Signature, for its part, is plotting growth in markets where the dialysis provider intends to expand over the course of the next few months, Dialyze Direct COO Josh Rothenberg told SNN: Florida, Ohio, and Indiana, with a second cohort consisting of facilities in Tennessee, Maryland, and Kentucky.

“The idea is to grow within [Signature’s] markets, where they are, and have the ability to make sure that this particular building is where the need is, and to growth throughout the system,” Rothenberg said. “We’re not starting Day 1, [with] 100 locations, but we’re going throughout the markets that they have, starting with three, and rapidly expanding into a few other markets where we ourselves are expanding as well.”

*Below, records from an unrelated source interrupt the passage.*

//! The client agent role: binds the listen socket, owns the shared
//! registries and the channel allocator, and spawns one session task per
//! accepted connection.

use std::sync::{Arc, Mutex};

use thiserror::Error;
use tokio::net::TcpListener;
use tokio_util::sync::CancellationToken;
use tracing::{error, info};

use gate_core::{
    AgentConfig, ChannelAllocator, ClassRegistry, DcError, UberdogError, UberdogRegistry,
};

use crate::bus::BusHandle;
use crate::events::EventSender;
use crate::session::{ClientSession, SessionShared};

/// Errors that prevent the role from starting or keep it from running.
#[derive(Debug, Error)]
pub enum AgentError {
    #[error("invalid class declarations: {0}")]
    Classes(#[from] DcError),

    #[error("invalid uberdog configuration: {0}")]
    Uberdogs(#[from] UberdogError),

    #[error("failed to bind {bind}: {source}")]
    Bind {
        bind: String,
        #[source]
        source: std::io::Error,
    },
}

/// Front-end gateway role for untrusted clients.
pub struct ClientAgent {
    bind: String,
    shared: Arc<SessionShared>,
    cancel: CancellationToken,
}

impl ClientAgent {
    /// Builds the role: resolves class and uberdog registries from config
    /// and sets up the allocator.
    pub fn new(
        config: &AgentConfig,
        bus: BusHandle,
        events: EventSender,
        cancel: CancellationToken,
    ) -> Result<Self, AgentError> {
        let classes = Arc::new(ClassRegistry::from_config(&config.classes)?);
        let uberdogs = Arc::new(UberdogRegistry::from_config(&classes, &config.uberdogs)?);
        let allocator = Mutex::new(ChannelAllocator::new(
            config.channels.min,
            config.channels.max,
        ));

        let shared = Arc::new(SessionShared {
            version: config.version.clone(),
            dc_hash: classes.hash(),
            classes,
            uberdogs,
            allocator,
            bus,
            events,
        });

        Ok(Self {
            bind: config.bind.clone(),
            shared,
            cancel,
        })
    }

    /// Expected DC hash, as presented to clients.
    pub fn dc_hash(&self) -> u32 {
        self.shared.dc_hash
    }

    /// Accepts connections until the cancellation token fires.
    pub async fn run(&self) -> Result<(), AgentError> {
        let listener = TcpListener::bind(&self.bind)
            .await
            .map_err(|source| AgentError::Bind {
                bind: self.bind.clone(),
                source,
            })?;

        let dc_hash = format!("0x{:x}", self.shared.dc_hash);
        info!(
            bind = %self.bind,
            classes = self.shared.classes.len(),
            uberdogs = self.shared.uberdogs.len(),
            dc_hash = %dc_hash,
            "Client agent listening"
        );

        loop {
            tokio::select! {
                _ = self.cancel.cancelled() => {
                    info!("Client agent shutdown requested");
                    break;
                }

                result = listener.accept() => match result {
                    Ok((stream, peer)) => {
                        let local = listener
                            .local_addr()
                            .map(|a| a.to_string())
                            .unwrap_or_else(|_| self.bind.clone());
                        let shared = Arc::clone(&self.shared);
                        let cancel = self.cancel.clone();
                        info!(remote = %peer, "Incoming connection");
                        tokio::spawn(async move {
                            ClientSession::run(stream, shared, peer.to_string(), local, cancel)
                                .await;
                        });
                    }
                    Err(e) => {
                        error!(error = %e, "Failed to accept connection");
                    }
                },
            }
        }

        Ok(())
    }
}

About 10% of the average SNF’s census requires dialysis services at any given time, and hospitals discharge about 90,000 patients who need dialysis to SNFs each year, he said. Many SNFs have shied away from taking such patients, he argued, in large part because of transportation challenges; if a SNF patient has something go wrong when they’re offsite for dialysis treatment, he or she will likely end up back in the hospital.

That could lead to readmission penalties for SNFs, which hit the majority of providers in the country last year for failure to meet rehospitalization benchmarks under the Value-Based Purchasing (VBP) program. And bad readmission rates could end up hurting a SNF’s relationship with acute care providers, Rothenberg noted. As a result, providing five-day dialysis services — which can see residents recover within 30 to 45 minutes — has value for SNFs.

For Burkley and Signature, that value takes the form of both operational benefits and resident satisfaction.

“To able to say, ‘This is going to be a two to three hour portion of what will be an active day for you’ … at the end of the day, we think it provides a lot of strategic value to the organization, but the core and the drive of this is what it provides to the residents,” he said.